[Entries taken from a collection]

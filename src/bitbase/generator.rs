use std::time::Instant;

use log::{info, warn};
use rayon::prelude::*;

use crate::{
    board::board::Board,
    moves::{
        attack_boards::{king_attacks, knight_attacks},
        magics::{bishop_attacks, queen_attacks, rook_attacks},
        movegenerator::generate_legal_moves,
    },
    types::{
        bitboard::Bitboard,
        pieces::{Color, PieceName},
        square::Square,
    },
};

use super::{
    compress::Compression,
    file::{self, BitbaseError, DEFAULT_CLUSTER_BYTES},
    generation_state::GenerationState,
    index::BitbaseIndex,
    piece_list::PieceList,
    reader::{BitbaseReader, SingleProbe},
    signature::expand_wildcards,
};

/// Sweeps before the fixed point is declared stuck; real signatures
/// converge orders of magnitude sooner
const MAX_SWEEPS: u32 = 1024;

/// Offline retrograde generator. Produces the "White wins" bitbase for a
/// material signature, recursively generating every smaller signature the
/// material can convert into first.
pub struct BitbaseGenerator {
    pub threads: usize,
    pub compression: Compression,
    pub cluster_bytes: u32,
}

impl Default for BitbaseGenerator {
    fn default() -> Self {
        Self { threads: 1, compression: Compression::Deflate, cluster_bytes: DEFAULT_CLUSTER_BYTES }
    }
}

impl BitbaseGenerator {
    /// Generates every signature a wildcard pattern expands to. Failures
    /// are per-signature: one broken ending is logged and the rest proceed.
    pub fn generate_patterns(&self, patterns: &[&str], reader: &mut BitbaseReader) {
        for pattern in patterns {
            for name in expand_wildcards(pattern) {
                let Some(list) = PieceList::from_string(&name) else {
                    warn!("not a piece string: {name}");
                    continue;
                };
                if let Err(e) = self.generate_recursive(&list, reader) {
                    warn!("generation of {name} failed: {e}");
                }
            }
        }
    }

    /// Generates all prerequisite endings (every capture and promotion
    /// target), then the signature itself
    pub fn generate_recursive(
        &self,
        list: &PieceList,
        reader: &mut BitbaseReader,
    ) -> Result<(), BitbaseError> {
        if list.num_pieces() <= 2 {
            return Ok(());
        }
        let sig = list.signature();
        if reader.is_available(sig) {
            return Ok(());
        }
        // A file from a previous run is good enough
        if let Err(e) = reader.load(sig, true) {
            warn!("ignoring existing bitbase for {sig}: {e}");
        }
        if reader.is_available(sig) {
            return Ok(());
        }

        for piece_no in 2..list.num_pieces() {
            if list.piece(piece_no).name() == PieceName::Pawn {
                for promo in [PieceName::Queen, PieceName::Rook, PieceName::Bishop, PieceName::Knight] {
                    let mut promoted = list.clone();
                    promoted.promote_pawn(piece_no, promo);
                    self.generate_recursive(&promoted, reader)?;
                }
            }
            let mut reduced = list.clone();
            reduced.remove_piece(piece_no);
            self.generate_recursive(&reduced, reader)?;
        }

        self.compute_bitbase(list, reader)
    }

    /// Retrograde computation of one signature, assuming every smaller
    /// ending is already available through the reader
    fn compute_bitbase(&self, list: &PieceList, reader: &mut BitbaseReader) -> Result<(), BitbaseError> {
        let sig = list.signature();
        let state = GenerationState::new(list.clone());
        let started = Instant::now();
        info!("computing bitbase {sig} ({} positions, {} threads)", state.size_in_bits(), self.threads);

        let pool = rayon::ThreadPoolBuilder::new()
            .num_threads(self.threads.max(1))
            .build()
            .expect("failed to build worker pool");

        pool.install(|| self.initial_pass(&state, reader));
        state.log_statistics("initial pass");

        pool.install(|| self.fixed_point(&state));
        state.log_statistics("fixed point");
        info!("finished {sig} in {:.1}s", started.elapsed().as_secs_f64());

        let path = reader.file_name(sig);
        let won = state.into_won_positions();
        file::write(&path, &won.to_bytes(), won.size_in_bits(), self.cluster_bytes, self.compression)?;
        reader.set_bitbase(sig, won);
        Ok(())
    }

    /// Workers partition the index range and settle what a single ply can:
    /// illegal placements, mates, stalemates, and conversions into known
    /// smaller endings via capture or promotion
    fn initial_pass(&self, state: &GenerationState, reader: &BitbaseReader) {
        let list = state.piece_list();
        index_ranges(state.size_in_bits()).into_par_iter().for_each(|range| {
            for index in range {
                let rec = BitbaseIndex::reconstruct(index, list);
                if !rec.is_legal() {
                    state.set_illegal(index);
                    continue;
                }
                let board = board_from_index(&rec, list);
                // The side that is not to move may not stand in check
                if board.square_under_attack(board.stm, board.king_square(!board.stm)) {
                    state.set_illegal(index);
                    continue;
                }
                initial_compute_position(index, &board, state, reader);
            }
        });
    }

    /// Sweeps until no new wins are found. Each newly won position flags
    /// its pseudo-predecessors as candidates for the next sweep, so later
    /// sweeps only touch a shrinking frontier.
    fn fixed_point(&self, state: &GenerationState) {
        let list = state.piece_list();
        for sweep in 0..MAX_SWEEPS {
            let changed: u64 = index_ranges(state.size_in_bits())
                .into_par_iter()
                .map(|range| {
                    let mut local_changed = 0;
                    for index in range {
                        if !state.is_position_to_check(index, sweep > 0) {
                            continue;
                        }
                        let rec = BitbaseIndex::reconstruct(index, list);
                        debug_assert!(rec.is_legal());
                        let board = board_from_index(&rec, list);

                        if position_is_won(&board, state) {
                            state.set_win(index);
                            state.set_candidates(&predecessors(&board));
                            local_changed += 1;
                        }
                        state.clear_candidate(index);
                    }
                    local_changed
                })
                .sum();

            info!("sweep {sweep}: {changed} new wins, {} total", state.won_count());
            if changed == 0 {
                break;
            }
        }
    }
}

/// Splits the index space into worker-sized chunks
fn index_ranges(size: u64) -> Vec<std::ops::Range<u64>> {
    const CHUNK: u64 = 1 << 14;
    let mut ranges = Vec::with_capacity((size / CHUNK + 1) as usize);
    let mut start = 0;
    while start < size {
        ranges.push(start..(start + CHUNK).min(size));
        start += CHUNK;
    }
    ranges
}

/// Places the decoded squares on an empty board
pub(super) fn board_from_index(rec: &BitbaseIndex, list: &PieceList) -> Board {
    let mut board = Board::empty();
    for no in 0..list.num_pieces() {
        board.place_piece(list.piece(no), rec.square(no));
    }
    board.stm = if rec.white_to_move() { Color::White } else { Color::Black };
    board.zobrist_hash = board.generate_hash();
    board.refresh_masks();
    board
}

fn initial_compute_position(index: u64, board: &Board, state: &GenerationState, reader: &BitbaseReader) {
    let legal_moves = generate_legal_moves(board);
    let wtm = board.stm == Color::White;

    if legal_moves.is_empty() {
        // Mate against black is the only win a single ply can prove
        if !wtm && board.in_check() {
            state.set_win(index);
        } else {
            state.set_draw_or_loss(index);
        }
        return;
    }

    // Captures and promotions leave this index space; the smaller bitbases
    // give their exact value
    for entry in legal_moves.iter().filter(|e| e.m.is_tactical()) {
        let mut new_b = *board;
        let legal = new_b.make_move(entry.m);
        debug_assert!(legal);
        let white_wins = reader.probe_single(&new_b) == SingleProbe::Win;
        if wtm && white_wins {
            state.set_win(index);
            return;
        }
        if !wtm && !white_wins {
            // Black converts into an ending white cannot win
            state.set_draw_or_loss(index);
            return;
        }
    }
}

/// One retrograde step inside the same material: the position is won for
/// White exactly when the mover can reach (white to move) or cannot avoid
/// (black to move) an index already marked won. Captures and promotions
/// were settled by the initial pass and are skipped here.
fn position_is_won(board: &Board, state: &GenerationState) -> bool {
    let wtm = board.stm == Color::White;
    let result = !wtm;

    for entry in generate_legal_moves(board).iter().filter(|e| !e.m.is_tactical()) {
        let mut new_b = *board;
        let legal = new_b.make_move(entry.m);
        debug_assert!(legal);
        let after = PieceList::from_board(&new_b);
        let after_index = BitbaseIndex::from_piece_list(&after, new_b.stm == Color::White);
        let white_wins = state.won_positions().get(after_index);

        if wtm && white_wins {
            return true;
        }
        if !wtm && !white_wins {
            return false;
        }
    }
    result
}

/// Pseudo-reverse moves: indices of every position that could have moved
/// into this one, ignoring checks and uncaptures. Pieces of the side that
/// just moved are walked backwards onto empty squares.
fn predecessors(board: &Board) -> Vec<u64> {
    let mover = !board.stm;
    let occupied = board.occupancies();
    let base_list = PieceList::from_board(board);
    let mut result = Vec::new();

    let mut push = |piece_no: usize, destination: Square| {
        let mut relocated = base_list.clone();
        relocated.set_square(piece_no, destination);
        result.push(BitbaseIndex::from_piece_list(&relocated, mover == Color::White));
    };

    for piece_no in 0..base_list.num_pieces() {
        let piece = base_list.piece(piece_no);
        if piece.color() != mover {
            continue;
        }
        let from = base_list.square(piece_no);

        match piece.name() {
            PieceName::Pawn => {
                // A pawn can only have pushed; rank four and five also allow
                // the double step
                let (back, start_rank) = match mover {
                    Color::White => (-8i8, 3),
                    Color::Black => (8i8, 4),
                };
                let single = Square(from.0.wrapping_add(back as u8));
                if (1..7).contains(&single.rank()) && occupied.empty(single) {
                    push(piece_no, single);
                    if from.rank() == start_rank {
                        let double = Square(single.0.wrapping_add(back as u8));
                        if occupied.empty(double) {
                            push(piece_no, double);
                        }
                    }
                }
            }
            PieceName::King => {
                let enemy_king = board.king_square(!mover);
                let backwards = king_attacks(from) & !occupied & !king_attacks(enemy_king);
                for d in backwards {
                    if d != enemy_king {
                        push(piece_no, d);
                    }
                }
            }
            name => {
                let attacks = match name {
                    PieceName::Knight => knight_attacks(from),
                    PieceName::Bishop => bishop_attacks(from, occupied),
                    PieceName::Rook => rook_attacks(from, occupied),
                    PieceName::Queen => queen_attacks(from, occupied),
                    _ => Bitboard::EMPTY,
                };
                for d in attacks & !occupied {
                    push(piece_no, d);
                }
            }
        }
    }
    result
}

#[cfg(test)]
mod generator_tests {
    use super::*;
    use crate::bitbase::reader::Probe;
    use crate::bitbase::signature::PieceSignature;
    use crate::moves::moves::from_lan;

    use std::sync::OnceLock;

    /// KPK takes a moment to generate; every test shares one copy
    fn kpk_reader() -> &'static BitbaseReader {
        static KPK: OnceLock<BitbaseReader> = OnceLock::new();
        KPK.get_or_init(|| {
            let dir = std::env::temp_dir().join(format!("aplite_kpk_{}", std::process::id()));
            std::fs::create_dir_all(&dir).unwrap();
            let mut reader = BitbaseReader::new(&dir);
            let generator = BitbaseGenerator { threads: 2, ..BitbaseGenerator::default() };
            generator.generate_patterns(&["KPK"], &mut reader);
            assert!(reader.is_available(PieceSignature::parse("KPK").unwrap()));
            reader
        })
    }

    #[test]
    fn kpk_generation_and_probes() {
        let reader = kpk_reader();

        // The classic drawn king-and-pawn ending: black reaches the key
        // squares in front of the pawn
        let board = Board::from_fen("4k3/8/8/8/8/8/4P3/4K3 w - - 0 1");
        assert_eq!(reader.probe_dual(&board), Probe::Draw);

        let mut after_push = board;
        assert!(after_push.make_move(from_lan("e2e4", &board)));
        assert_eq!(reader.probe_dual(&after_push), Probe::Draw);

        // King on the sixth in front of its pawn wins no matter whose turn
        // it is
        let board = Board::from_fen("4k3/8/4K3/4P3/8/8/8/8 w - - 0 1");
        assert_eq!(reader.probe_dual(&board), Probe::Win);

        let board = Board::from_fen("4k3/8/4K3/4P3/8/8/8/8 b - - 0 1");
        assert_eq!(reader.probe_dual(&board), Probe::Loss);
    }

    #[test]
    fn kpk_probe_from_blacks_side_uses_symmetry() {
        let reader = kpk_reader();

        // Black has the pawn; the color-swapped signature answers
        let board = Board::from_fen("8/8/8/8/2kp4/8/8/3K4 b - - 0 1");
        let probe = reader.probe_dual(&board);
        assert!(probe == Probe::Win || probe == Probe::Draw);

        // Mirrored version of a known white win must be a black win
        let board = Board::from_fen("8/8/8/8/8/8/4kp2/5K2 b - - 0 1");
        let mirrored_white = Board::from_fen("5k2/4KP2/8/8/8/8/8/8 w - - 0 1");
        assert_eq!(
            reader.probe_dual(&board) == Probe::Win,
            reader.probe_dual(&mirrored_white) == Probe::Win
        );
    }

    #[test]
    fn predecessors_invert_quiet_moves() {
        let board = Board::from_fen("4k3/8/8/8/4P3/8/8/4K3 b - - 0 1");
        // The pawn just pushed e2e4 (or e3e4); the black king cannot have
        // moved because white did. Among predecessors must be the position
        // with the pawn back on e2, white to move.
        let preds = predecessors(&board);
        let origin = Board::from_fen("4k3/8/8/8/8/8/4P3/4K3 w - - 0 1");
        let origin_index =
            BitbaseIndex::from_piece_list(&PieceList::from_board(&origin), true);
        assert!(preds.contains(&origin_index));
    }
}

Exercise brief ▸ Scan the lines above for "for piece_no in 2..list.num_pieces()" and for "let mut promoted". Repeat exactly the line holding each of them and every line in between.

Exercise answer ▸
        for piece_no in 2..list.num_pieces() {
            if list.piece(piece_no).name() == PieceName::Pawn {
                for promo in [PieceName::Queen, PieceName::Rook, PieceName::Bishop, PieceName::Knight] {
                    let mut promoted = list.clone();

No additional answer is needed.